Job (always required)
package jobs
import "log"
type EmailJob struct {
To string `json:"to"`
Subject string `json:"subject"`
Body string `json:"body"`
}
func (e *EmailJob) Handle() error {
log.Printf("Sending email to: %s", e.To)
// Send email logic here
return nil
}
func (e *EmailJob) Failed(err error) {
log.Printf("Failed to send email to %s: %v", e.To, err)
}Handle() is fine for fast, non-blocking work. The worker has no way to interrupt it once it starts; if the per-job timeout fires or the worker is shutting down, the goroutine continues until Handle returns on its own.
HandleCtxer (optional, ctx-aware)
When a job implements HandleCtx(ctx context.Context) error, the worker calls it instead of Handle() and threads its per-job context in.
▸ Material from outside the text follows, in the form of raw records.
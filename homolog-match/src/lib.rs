//! This crate turns a [`DistanceMatrix`] into a set of homologous point [`Correspondences`].
//!
//! Only pairs with a finite distance no greater than the threshold are eligible. Two policies
//! are available and both produce an injective matching, so every left point and every right
//! point is used at most once:
//!
//! * [`MatchPolicy::Greedy`] repeatedly accepts the eligible pair with the smallest distance
//!   whose endpoints are both still free
//! * [`MatchPolicy::MutualBest`] only accepts a pair when each point is the other's closest
//!   eligible partner
//!
//! Both are pure functions of the matrix and the threshold. Ties are broken by the lowest left
//! index, then the lowest right index, so the output is fully deterministic.

mod correspondences;

pub use correspondences::*;

use float_ord::FloatOrd;
use homolog_core::Correspondence;
use homolog_geom::DistanceMatrix;
use log::*;

#[cfg(feature = "serde-serialize")]
use serde::{Deserialize, Serialize};

/// How eligible pairs are selected.
#[derive(Debug, Clone, Copy, PartialEq, Eq, Hash, Default)]
#[cfg_attr(feature = "serde-serialize", derive(Serialize, Deserialize))]
pub enum MatchPolicy {
    /// Accept pairs in ascending order of distance while both endpoints are free.
    #[default]
    Greedy,
    /// Accept a pair only when both points are each other's best eligible partner.
    MutualBest,
}

impl MatchPolicy {
    /// Resolves the matrix with this policy. See [`resolve`] and [`resolve_mutual`].
    pub fn resolve(self, distances: &DistanceMatrix, max_distance: f64) -> Correspondences {
        match self {
            Self::Greedy => resolve(distances, max_distance),
            Self::MutualBest => resolve_mutual(distances, max_distance),
        }
    }
}

fn is_eligible(distance: f64, max_distance: f64) -> bool {
    // A NaN threshold makes this false for every distance.
    distance.is_finite() && distance <= max_distance
}

/// Greedily resolves the matrix into an injective set of correspondences.
///
/// All pairs `(i, j)` with a finite `distances[(i, j)] <= max_distance` are sorted by distance,
/// then by `i`, then by `j`. Each pair is accepted when neither `i` nor `j` has been accepted
/// yet. A point with no eligible partner stays unmatched.
///
/// ```
/// use homolog_geom::DistanceMatrix;
/// use homolog_match::resolve;
/// let distances = DistanceMatrix::from_row_slice(2, 2, &[
///     0.5, 40.0,
///     41.0, 0.7,
/// ]);
/// let correspondences = resolve(&distances, 5.0);
/// assert_eq!(correspondences.right_homologous(), &[Some(0), Some(1)]);
/// assert_eq!(correspondences.left_homologous(), &[Some(0), Some(1)]);
/// ```
pub fn resolve(distances: &DistanceMatrix, max_distance: f64) -> Correspondences {
    let mut candidates: Vec<(usize, usize, f64)> = distances
        .entries()
        .filter(|&(_, _, distance)| is_eligible(distance, max_distance))
        .collect();
    debug!(
        "{} eligible pairs under the threshold {}",
        candidates.len(),
        max_distance
    );
    candidates.sort_unstable_by_key(|&(left, right, distance)| (FloatOrd(distance), left, right));

    let mut correspondences = Correspondences::new(distances.left_len(), distances.right_len());
    for (left, right, distance) in candidates {
        correspondences.try_insert(Correspondence::new(left, right, distance));
    }
    let correspondences = correspondences.finish();
    info!(
        "resolved {} correspondences between {} left and {} right points",
        correspondences.len(),
        distances.left_len(),
        distances.right_len()
    );
    correspondences
}

/// Resolves the matrix by cross-checking.
///
/// The pair `(i, j)` is accepted when `j` is the closest eligible partner of `i` and `i` is the
/// closest eligible partner of `j`. Among equally close partners the lowest index wins. This
/// never accepts more pairs than [`resolve`] but rejects ambiguous points.
pub fn resolve_mutual(distances: &DistanceMatrix, max_distance: f64) -> Correspondences {
    let best_left: Vec<Option<usize>> = (0..distances.right_len())
        .map(|right| {
            let column = (0..distances.left_len()).map(|left| (left, distances[(left, right)]));
            best_partner(column, max_distance).map(|(left, _)| left)
        })
        .collect();

    let mut correspondences = Correspondences::new(distances.left_len(), distances.right_len());
    for left in 0..distances.left_len() {
        let row = (0..distances.right_len()).map(|right| (right, distances[(left, right)]));
        if let Some((right, distance)) = best_partner(row, max_distance) {
            if best_left[right] == Some(left) {
                correspondences.try_insert(Correspondence::new(left, right, distance));
            }
        }
    }
    info!(
        "cross-checked {} correspondences between {} left and {} right points",
        correspondences.len(),
        distances.left_len(),
        distances.right_len()
    );
    correspondences.finish()
}

fn best_partner(
    candidates: impl Iterator<Item = (usize, f64)>,
    max_distance: f64,
) -> Option<(usize, f64)> {
    candidates
        .filter(|&(_, distance)| is_eligible(distance, max_distance))
        .min_by_key(|&(index, distance)| (FloatOrd(distance), index))
}

#[cfg(test)]
mod test {
    use super::*;

    const INF: f64 = f64::INFINITY;

    fn pairs(correspondences: &Correspondences) -> Vec<(usize, usize)> {
        correspondences.iter().map(|c| (c.left, c.right)).collect()
    }

    #[test]
    fn no_cross_assignment() {
        let distances = DistanceMatrix::from_row_slice(2, 2, &[0.5, 40.0, 41.0, 0.7]);
        for policy in [MatchPolicy::Greedy, MatchPolicy::MutualBest] {
            let correspondences = policy.resolve(&distances, 5.0);
            assert_eq!(pairs(&correspondences), vec![(0, 0), (1, 1)]);
            assert_eq!(correspondences.total_distance(), 0.5 + 0.7);
        }
    }

    #[test]
    fn threshold_is_inclusive() {
        let distances = DistanceMatrix::from_row_slice(1, 2, &[5.0, 5.000001]);
        assert_eq!(pairs(&resolve(&distances, 5.0)), vec![(0, 0)]);
        assert!(resolve(&distances, 4.999).is_empty());
    }

    #[test]
    fn greedy_takes_smallest_first() {
        // The optimal assignment would be (0, 1) and (1, 0) with a total of 2.0, but greedy
        // commits to the 0.1 pair.
        let distances = DistanceMatrix::from_row_slice(2, 2, &[0.1, 1.0, 1.0, 4.0]);
        let correspondences = resolve(&distances, 3.0);
        assert_eq!(pairs(&correspondences), vec![(0, 0)]);
        assert_eq!(correspondences.right_homologous(), &[Some(0), None]);
        assert_eq!(correspondences.left_homologous(), &[Some(0), None]);
    }

    #[test]
    fn ties_prefer_lowest_indices() {
        let distances = DistanceMatrix::from_row_slice(2, 2, &[1.0, 1.0, 1.0, 1.0]);
        assert_eq!(pairs(&resolve(&distances, 5.0)), vec![(0, 0), (1, 1)]);
        let distances = DistanceMatrix::from_row_slice(2, 3, &[2.0, 1.0, 1.0, 1.0, 3.0, 3.0]);
        assert_eq!(pairs(&resolve(&distances, 5.0)), vec![(0, 1), (1, 0)]);
        assert_eq!(
            pairs(&resolve_mutual(&distances, 5.0)),
            vec![(0, 1), (1, 0)]
        );
    }

    #[test]
    fn non_finite_entries_are_never_matched() {
        let distances = DistanceMatrix::from_row_slice(2, 2, &[INF, f64::NAN, 2.0, INF]);
        assert_eq!(pairs(&resolve(&distances, INF)), vec![(1, 0)]);
        assert_eq!(pairs(&resolve_mutual(&distances, INF)), vec![(1, 0)]);
        assert!(resolve(&distances, f64::NAN).is_empty());
    }

    #[test]
    fn empty_matrix() {
        for (rows, columns) in [(0, 0), (3, 0), (0, 4)] {
            let distances = DistanceMatrix::from_row_slice(rows, columns, &[]);
            let correspondences = resolve(&distances, 5.0);
            assert!(correspondences.is_empty());
            assert_eq!(correspondences.right_homologous().len(), rows);
            assert_eq!(correspondences.left_homologous().len(), columns);
            assert!(resolve_mutual(&distances, 5.0).is_empty());
        }
    }

    #[test]
    fn mutual_rejects_one_sided_preference() {
        // Left 1 prefers right 0, but right 0 prefers left 0.
        let distances = DistanceMatrix::from_row_slice(2, 2, &[0.5, 3.0, 1.0, 2.0]);
        assert_eq!(pairs(&resolve_mutual(&distances, 5.0)), vec![(0, 0)]);
        assert_eq!(pairs(&resolve(&distances, 5.0)), vec![(0, 0), (1, 1)]);
    }
}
Cancellation of that context (worker shutdown, per-job timeout) and any trace span on the worker context flow into the handler. Jobs that implement only Handle() keep working unchanged.
package jobs
import (
"context"
"fmt"
"io"
"net/http"
)
type FetchJob struct {
URL string `json:"url"`
}
func (j *FetchJob) Handle() error {
// Fallback for callers that ignore HandleCtxer; the worker won't use this
// when HandleCtx is also defined.
return j.HandleCtx(context.Background())
}
func (j *FetchJob) HandleCtx(ctx context.Context) error {
req, err := http.NewRequestWithContext(ctx, http.MethodGet, j.URL, nil)
if err != nil {
return err
}
resp, err := http.DefaultClient.Do(req)
if err != nil {
return err // includes ctx errors when shutdown or timeout fires mid-flight
}
defer resp.Body.Close()
// For inner loops without their own ctx-aware I/O, select on ctx.Done()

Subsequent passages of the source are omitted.